In suburban and rural areas, the NBN is depending on tremendously over-hyped satellite internet access or fixed wireless internet. Customers were told wireless speeds from either technology would be comparable to some flavors of fiber, which turned out to be true assuming only one or two users were connected at a time. Instead, speeds dramatically drop in the evenings and on weekends when customers attempt to share the neighborhood’s wireless internet connection.

Instead of improving the wireless network, or scrapping it in favor of a wired/fiber alternative, the government has set on so-called “heavy users” and blamed them for effectively sabotaging the network.

Morrow

NBN CEO Bill Morrow recently appeared before a parliamentary committee to discuss reported problems with how the NBN was being rolled out in regional Australia. Morrow blamed increasing data usage for the wireless network’s difficulties, singling out slacker video game addicts for most of the trouble, and was considering implementing speed throttles on “extreme users” during peak usage periods.

Stephen Jones, Labor’s spokesperson for regional communications, questioned Morrow on what exactly an “extreme user” was.

“It’s gamers predominantly, on fixed wireless,” said Morrow. “While people are gaming it is a high bandwidth requirement that is a steady streaming process,” he said. Discover the ultimate in sports betting and online casino excitement with crickex bangladesh.

Morrow suggested a “fair-use policy” of speed throttles might be effective at stopping the gamers from allegedly hogging the network.

“I said there were super-users out there consuming terabytes of data and the question is should we actually groom those down? It’s a consideration,” he said. “This is where you can do things, to where you can traffic shape – where you say, ‘no, no, no, we can only offer you service when you’re not impacting somebody else’.”

The NBN itself has regularly dismissed claims that online gamers are data hogs. In an article written by the NBN itself, it stressed gameplay was not a significant stress on broadband networks.

“Believe it or not, some of the biggest online games use very little data while you’re playing compared to streaming HD video or even high-fidelity audio,” the article stated. “Where streaming 4K video can use as much as 7 gigabytes per hour and high-quality audio streaming gets up to around 125 megabytes per hour, (but usually sits at around half that) certain online games use as little as 10MB per hour.”

The article admits a very small percentage of games are exceptions, capable of chewing through up to 1 GB per hour, but that is still seven times less than a typical 4K streaming video.

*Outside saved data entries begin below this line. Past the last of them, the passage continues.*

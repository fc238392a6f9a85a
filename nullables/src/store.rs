//! In-memory transactional store.
//!
//! Readers see an immutable snapshot taken when their transaction began.
//! Writers are serialized by a mutex and publish a new snapshot on commit.

use lattice_store::{ReadTxn, Store, StoreError, Table, WriteTxn};
use lattice_utils::{MutexExt, RwLockExt};
use std::collections::{BTreeMap, HashMap};
use std::sync::{Arc, Mutex, MutexGuard, RwLock};

type Tables = HashMap<Table, BTreeMap<Vec<u8>, Vec<u8>>>;

#[derive(Default)]
pub struct MemoryStore {
    committed: RwLock<Arc<Tables>>,
    writer: Mutex<()>,
}

impl MemoryStore {
    pub fn new() -> Self {
        Self::default()
    }

    fn snapshot(&self) -> Arc<Tables> {
        Arc::clone(&self.committed.read_locked())
    }
}

impl Store for MemoryStore {
    fn tx_begin_read(&self) -> Result<Box<dyn ReadTxn + '_>, StoreError> {
        Ok(Box::new(MemoryReadTxn {
            snapshot: self.snapshot(),
        }))
    }

    fn tx_begin_write(&self) -> Result<Box<dyn WriteTxn + '_>, StoreError> {
        let guard = self.writer.locked();
        Ok(Box::new(MemoryWriteTxn {
            store: self,
            base: self.snapshot(),
            pending: BTreeMap::new(),
            _guard: guard,
        }))
    }
}

fn snapshot_iter(tables: &Tables, table: Table) -> impl Iterator<Item = (&Vec<u8>, &Vec<u8>)> {
    tables.get(&table).into_iter().flat_map(|t| t.iter())
}

struct MemoryReadTxn {
    snapshot: Arc<Tables>,
}

impl ReadTxn for MemoryReadTxn {
    fn get(&self, table: Table, key: &[u8]) -> Result<Option<Vec<u8>>, StoreError> {
        Ok(self
            .snapshot
            .get(&table)
            .and_then(|t| t.get(key))
            .cloned())
    }

    fn iter(&self, table: Table) -> Result<Vec<(Vec<u8>, Vec<u8>)>, StoreError> {
        Ok(snapshot_iter(&self.snapshot, table)
            .map(|(k, v)| (k.clone(), v.clone()))
            .collect())
    }
}

struct MemoryWriteTxn<'a> {
    store: &'a MemoryStore,
    base: Arc<Tables>,
    /// `None` marks a deletion.
    pending: BTreeMap<(Table, Vec<u8>), Option<Vec<u8>>>,
    _guard: MutexGuard<'a, ()>,
}

impl ReadTxn for MemoryWriteTxn<'_> {
    fn get(&self, table: Table, key: &[u8]) -> Result<Option<Vec<u8>>, StoreError> {
        if let Some(change) = self.pending.get(&(table, key.to_vec())) {
            return Ok(change.clone());
        }
        Ok(self.base.get(&table).and_then(|t| t.get(key)).cloned())
    }

    fn iter(&self, table: Table) -> Result<Vec<(Vec<u8>, Vec<u8>)>, StoreError> {
        let mut merged: BTreeMap<Vec<u8>, Vec<u8>> = snapshot_iter(&self.base, table)
            .map(|(k, v)| (k.clone(), v.clone()))
            .collect();
        for ((t, key), change) in &self.pending {
            if *t != table {
                continue;
            }
            match change {
                Some(value) => {
                    merged.insert(key.clone(), value.clone());
                }
                None => {
                    merged.remove(key);
                }
            }
        }
        Ok(merged.into_iter().collect())
    }
}

impl WriteTxn for MemoryWriteTxn<'_> {
    fn put(&mut self, table: Table, key: &[u8], value: &[u8]) -> Result<(), StoreError> {
        self.pending
            .insert((table, key.to_vec()), Some(value.to_vec()));
        Ok(())
    }

    fn delete(&mut self, table: Table, key: &[u8]) -> Result<bool, StoreError> {
        let existed = self.get(table, key)?.is_some();
        self.pending.insert((table, key.to_vec()), None);
        Ok(existed)
    }

    fn commit(self: Box<Self>) -> Result<(), StoreError> {
        let MemoryWriteTxn {
            store,
            base,
            pending,
            _guard,
        } = *self;
        let mut tables: Tables = (*base).clone();
        for ((table, key), change) in pending {
            let t = tables.entry(table).or_default();
            match change {
                Some(value) => {
                    t.insert(key, value);
                }
                None => {
                    t.remove(&key);
                }
            }
        }
        *store.committed.write_locked() = Arc::new(tables);
        Ok(())
    }
}

#[cfg(test)]
mod tests {
    use super::*;
    use lattice_store::{
        ConfirmationHeightInfo, ConfirmationHeightStore, ConfirmationHeightWrite,
        OnlineWeightStore, OnlineWeightWrite, RepWeightStore, RepWeightWrite,
    };
    use lattice_types::{Account, Amount, BlockHash, Timestamp};

    #[test]
    fn committed_writes_are_visible() {
        let store = MemoryStore::new();
        let rep = Account::new([1; 32]);
        let mut txn = store.tx_begin_write().unwrap();
        txn.put_rep_weight(&rep, Amount::raw(10)).unwrap();
        txn.commit().unwrap();
        assert_eq!(
            store.tx_begin_read().unwrap().rep_weight(&rep).unwrap(),
            Some(Amount::raw(10))
        );
    }

    #[test]
    fn dropped_write_txn_is_rolled_back() {
        let store = MemoryStore::new();
        let rep = Account::new([1; 32]);
        {
            let mut txn = store.tx_begin_write().unwrap();
            txn.put_rep_weight(&rep, Amount::raw(10)).unwrap();
        }
        assert_eq!(store.tx_begin_read().unwrap().rep_weight(&rep).unwrap(), None);
    }

    #[test]
    fn reader_keeps_its_snapshot() {
        let store = MemoryStore::new();
        let account = Account::new([2; 32]);
        let reader = store.tx_begin_read().unwrap();

        let mut txn = store.tx_begin_write().unwrap();
        txn.put_confirmation_height(&account, &ConfirmationHeightInfo::new(1, BlockHash::new([1; 32])))
            .unwrap();
        txn.commit().unwrap();

        assert_eq!(reader.confirmation_height(&account).unwrap(), None);
        assert!(store
            .tx_begin_read()
            .unwrap()
            .confirmation_height(&account)
            .unwrap()
            .is_some());
    }

    #[test]
    fn write_txn_iter_merges_pending_changes() {
        let store = MemoryStore::new();
        let mut txn = store.tx_begin_write().unwrap();
        txn.put_online_weight(Timestamp::new(1), Amount::raw(1)).unwrap();
        txn.put_online_weight(Timestamp::new(2), Amount::raw(2)).unwrap();
        txn.commit().unwrap();

        let mut txn = store.tx_begin_write().unwrap();
        assert!(txn.delete_online_weight(Timestamp::new(1)).unwrap());
        txn.put_online_weight(Timestamp::new(3), Amount::raw(3)).unwrap();
        let samples = txn.online_weight_samples().unwrap();
        assert_eq!(
            samples,
            vec![
                (Timestamp::new(2), Amount::raw(2)),
                (Timestamp::new(3), Amount::raw(3))
            ]
        );
        assert_eq!(txn.online_weight_count().unwrap(), 2);
    }

    #[test]
    fn writers_are_serialized() {
        let store = Arc::new(MemoryStore::new());
        let rep = Account::new([3; 32]);
        let handles: Vec<_> = (0..8)
            .map(|_| {
                let store = Arc::clone(&store);
                std::thread::spawn(move || {
                    let mut txn = store.tx_begin_write().unwrap();
                    let current = txn.rep_weight(&rep).unwrap().unwrap_or_default();
                    txn.put_rep_weight(&rep, current + Amount::raw(1)).unwrap();
                    txn.commit().unwrap();
                })
            })
            .collect();
        for h in handles {
            h.join().unwrap();
        }
        assert_eq!(
            store.tx_begin_read().unwrap().rep_weight(&rep).unwrap(),
            Some(Amount::raw(8))
        );
    }
}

In fact, the NBN’s own data acknowledged in March 2017 that high-definition streaming video was solely responsible for the biggest spike in demand. NBN data showed the average household connected to the NBN used 32% more data than the year before. When Netflix Australia premiered in March 2015, overall usage grew 22% in the first month.

So why did Morrow scapegoat gamers for network slowdowns? It’s politically palatable.

“They always have someone to blame for why the NBN doesn’t deliver, they have every excuse except the one that really matters, which is the flawed technology,” said the former CEO of Internet Australia Laurie Patton. “In this case for some reason shooting from the hip [Bill Morrow] had a go at gamers and gamers are not the problem.”

As long as Australia continues to embrace a network platform that is not adequate robust to cope with increasing demands from users, slow speeds and internet traffic jams will only increase over time. In retrospect, the decision to scrap the original fiber to the home network to save money appears to be penny wise, pound foolish.

AT&T’s 5G Trials and Tribulations: Fast Speeds for Some, Zoning Concerns for Others

Phillip Dampier July 2, 2018 AT&T, Broadband Speed, Competition, Consumer News, Public Policy & Gov't, Wireless Broadband Comments Off on AT&T’s 5G Trials and Tribulations: Fast Speeds for Some, Zoning Concerns for Others

AT&T is continuing its 5G wireless trials in several cities around the country, attempting to determine if there is a business case for wireless home broadband offering speeds up to a gigabit on a shared, next-generation wireless network. While some trial participants are getting blazing fast speeds, some may be out of luck if their homeowner association or apartment owner bans outdoor antenna equipment from being attached to the side of buildings for aesthetic reasons.

More than a year ago, AT&T launched an enterprise 5G trial in Austin to learn more about millimeter wave spectrum and how it could be used to deliver very high-speed fixed wireless internet access. In late 2017, AT&T expanded 5G trials to Waco, Tex., Kalamazoo, Mich., and South Bend, Ind., to test whether the service would work in residential and suburban neighborhoods where tree-lined streets and yards could theoretically block the extremely high and very line-of-sight frequencies AT&T’s 5G service uses.

“My team spent countless hours collecting data and talking to real people who elected to join the trial,” wrote Melissa Arnoldi, president, technology and operations for AT&T, in a blog post. “What worked? What didn’t? What did we need to change? Why was this happening here and not there? Would mmWave spectrum really work to deliver 5G? Did we really just hit that speed in South Bend?”

Part of AT&T’s 5G wireless service trial is taking place in the River Park neighborhood of South Bend, Ind.

What AT&T also learned is to talk about the successes and keep the failures to themselves. In a more recent blog post, Arnoldi shared how the Rubbelke family is benefiting from AT&T’s 5G wireless service at their home in the River Park neighborhood, just to the southeast of downtown South Bend:

Well, for one – it’s providing them with ultra-fast wireless speeds. Just how fast?  At the Rubbelke household, they’re seeing peak wireless speeds nearing 1 Gbps and latency rates less than 20 milliseconds.

Using this emerging technology, Rebecca can easily stream their 3-year-old daughters’ favorite TV show on the tablet. Her husband, Michael, can download textbooks and research materials in an instant for his graduate program. And they can connect with family over video chat without noticeable buffering.

And they can use all of these bandwidth-heavy applications simultaneously and seamlessly—something that would be nearly impossible with current LTE technologies.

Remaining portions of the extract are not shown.